Abstract

The vector control system of an asynchronous motor, which is closed in terms of the rotor speed, assumes the presence of a sensor on the shaft of the electric machine. However, in practice, often there are problems of regulating the speed of rotation of asynchronous electric drives, in the solution of which the use of mechanical movement coordinate sensors is technically irrational or impossible. In this case, it is necessary to use one of the sensorless vector control algorithms, which involve direct measurement of only electrical quantities. In rotor vector control systems, when the stator is connected to the network at the same time, the need to measure the angle of rotation of the rotor relative to the stator is added, which complicates the structure of the observer.
 For the synthesis of speed observers in asynchronous electric drives, the approach known in control theory is widely used, in which, based on the second Lyapunov method, an adaptation function is formed that provides asymptotic convergence of the adaptive model to the reference one.

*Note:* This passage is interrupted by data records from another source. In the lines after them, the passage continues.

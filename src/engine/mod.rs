pub mod models;
pub mod evaluator;
pub mod bot_strategy;
pub mod lookahead;
pub mod simulator;
pub mod arena;
pub mod bot_profiles;
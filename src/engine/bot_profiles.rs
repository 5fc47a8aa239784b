//! Named strategy profiles plus simulation and lookahead settings.
//! Loaded from TOML at runtime by the CLI and the arena.

use std::collections::HashMap;
use std::path::Path;

use serde::Deserialize;

use crate::engine::bot_strategy::{lookup_strategy_with, BotStrategy, MetricStrategy, RandomSpotWinStrategy, RandomStrategy};
use crate::engine::evaluator::lookup_metric;
use crate::engine::lookahead::{LookaheadParams, LookaheadStrategy};
use crate::engine::simulator::SimulationSettings;
use crate::error::{EngineError, Result};

/// A named strategy with its own parameters.
#[derive(Debug, Deserialize, Clone)]
pub struct BotProfile {
    pub description: Option<String>,
    /// "random", "random_spot_win", "metric" or "lookahead".
    #[serde(default = "default_strategy_type")]
    pub strategy_type: String,
    /// "count", "position" or "strength"; used by metric and lookahead.
    pub metric: Option<String>,

    // Lookahead overrides (defaults from the file's [lookahead] table)
    pub pool_fraction: Option<f64>,
    pub min_pool: Option<usize>,
    pub max_pool: Option<usize>,
}

fn default_strategy_type() -> String {
    "metric".into()
}

impl BotProfile {
    pub fn effective_metric(&self) -> &str {
        self.metric.as_deref().unwrap_or("strength")
    }

    /// Lookahead parameters with this profile's overrides applied.
    pub fn to_lookahead_params(&self, base: &LookaheadParams) -> LookaheadParams {
        LookaheadParams {
            pool_fraction: self.pool_fraction.unwrap_or(base.pool_fraction),
            min_pool: self.min_pool.unwrap_or(base.min_pool),
            max_pool: self.max_pool.unwrap_or(base.max_pool),
        }
    }

    pub fn build(&self, name: &str, base: &LookaheadParams) -> Result<Box<dyn BotStrategy>> {
        match self.strategy_type.as_str() {
            "random" => Ok(Box::new(RandomStrategy)),
            "random_spot_win" => Ok(Box::new(RandomSpotWinStrategy)),
            "metric" => Ok(Box::new(MetricStrategy::new(lookup_metric(self.effective_metric())?))),
            "lookahead" => Ok(Box::new(LookaheadStrategy::new(
                lookup_metric(self.effective_metric())?,
                self.to_lookahead_params(base),
            ))),
            other => Err(EngineError::UnknownStrategy(format!(
                "{other} (strategy_type of profile '{name}')"
            ))),
        }
    }
}

/// Top-level TOML file structure.
#[derive(Debug, Deserialize, Clone, Default)]
pub struct BotProfilesFile {
    #[serde(default)]
    pub simulation: SimulationSettings,
    #[serde(default)]
    pub lookahead: LookaheadParams,
    #[serde(default)]
    pub profiles: HashMap<String, BotProfile>,
}

impl BotProfilesFile {
    /// Resolve a strategy by profile name first, then by built-in name.
    pub fn resolve_strategy(&self, name: &str) -> Result<Box<dyn BotStrategy>> {
        match self.profiles.get(name) {
            Some(profile) => profile.build(name, &self.lookahead),
            None => lookup_strategy_with(name, &self.lookahead),
        }
    }
}

/// Load profiles from a TOML file at the given path.
pub fn load_profiles(path: &Path) -> Result<BotProfilesFile> {
    let content = std::fs::read_to_string(path).map_err(|source| EngineError::Io {
        path: path.to_path_buf(),
        source,
    })?;
    toml::from_str(&content).map_err(|source| EngineError::Config {
        path: path.to_path_buf(),
        source,
    })
}

/// Try to load profiles from well-known paths, returning a default if none found.
pub fn load_default_profiles() -> BotProfilesFile {
    let candidates = [
        "profiles.toml",
        "../profiles.toml",
        "/etc/ninja-taisen/profiles.toml",
    ];
    for path in &candidates {
        let p = Path::new(path);
        if p.exists() {
            match load_profiles(p) {
                Ok(profiles) => {
                    tracing::info!(path = %p.display(), count = profiles.profiles.len(), "loaded strategy profiles");
                    return profiles;
                }
                Err(e) => {
                    tracing::warn!(path = %p.display(), error = %e, "failed to load strategy profiles");
                }
            }
        }
    }
    tracing::info!("no profiles.toml found, using built-in defaults");
    BotProfilesFile::default()
}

 In this paper, the synthesis of the rotor speed observer of an asynchronous gate cascade (AGC) was carried out for its application in a sensorless relay-vector control system. Equations of electromagnetic processes in an asynchronous machine, formulas for coordinate transformations and an identifier for the position angle of the rotor AGC were used as initial mathematical models. The observer synthesis is based on the second Lyapunov method, which allows to determine the structure of the adaptation function, which adjusts the adaptive model in such a way that the difference between the outputs of the adaptive and reference models tends to zero. Thus, the adaptation function, which uses the stator flux vector, ensures the asymptotic stability of the perturbed motion. The proposed speed observer AGC differs from the known observers for stator control in that, along with the speed calculation, the trigonometric functions of the rotor rotation angle are determined, and the structure of the observer includes coordinate transducers that are absent in stator vector control systems, since they do not need to calculate the projections of the voltage vector of one part of the machine onto the orthogonal axes of its other part.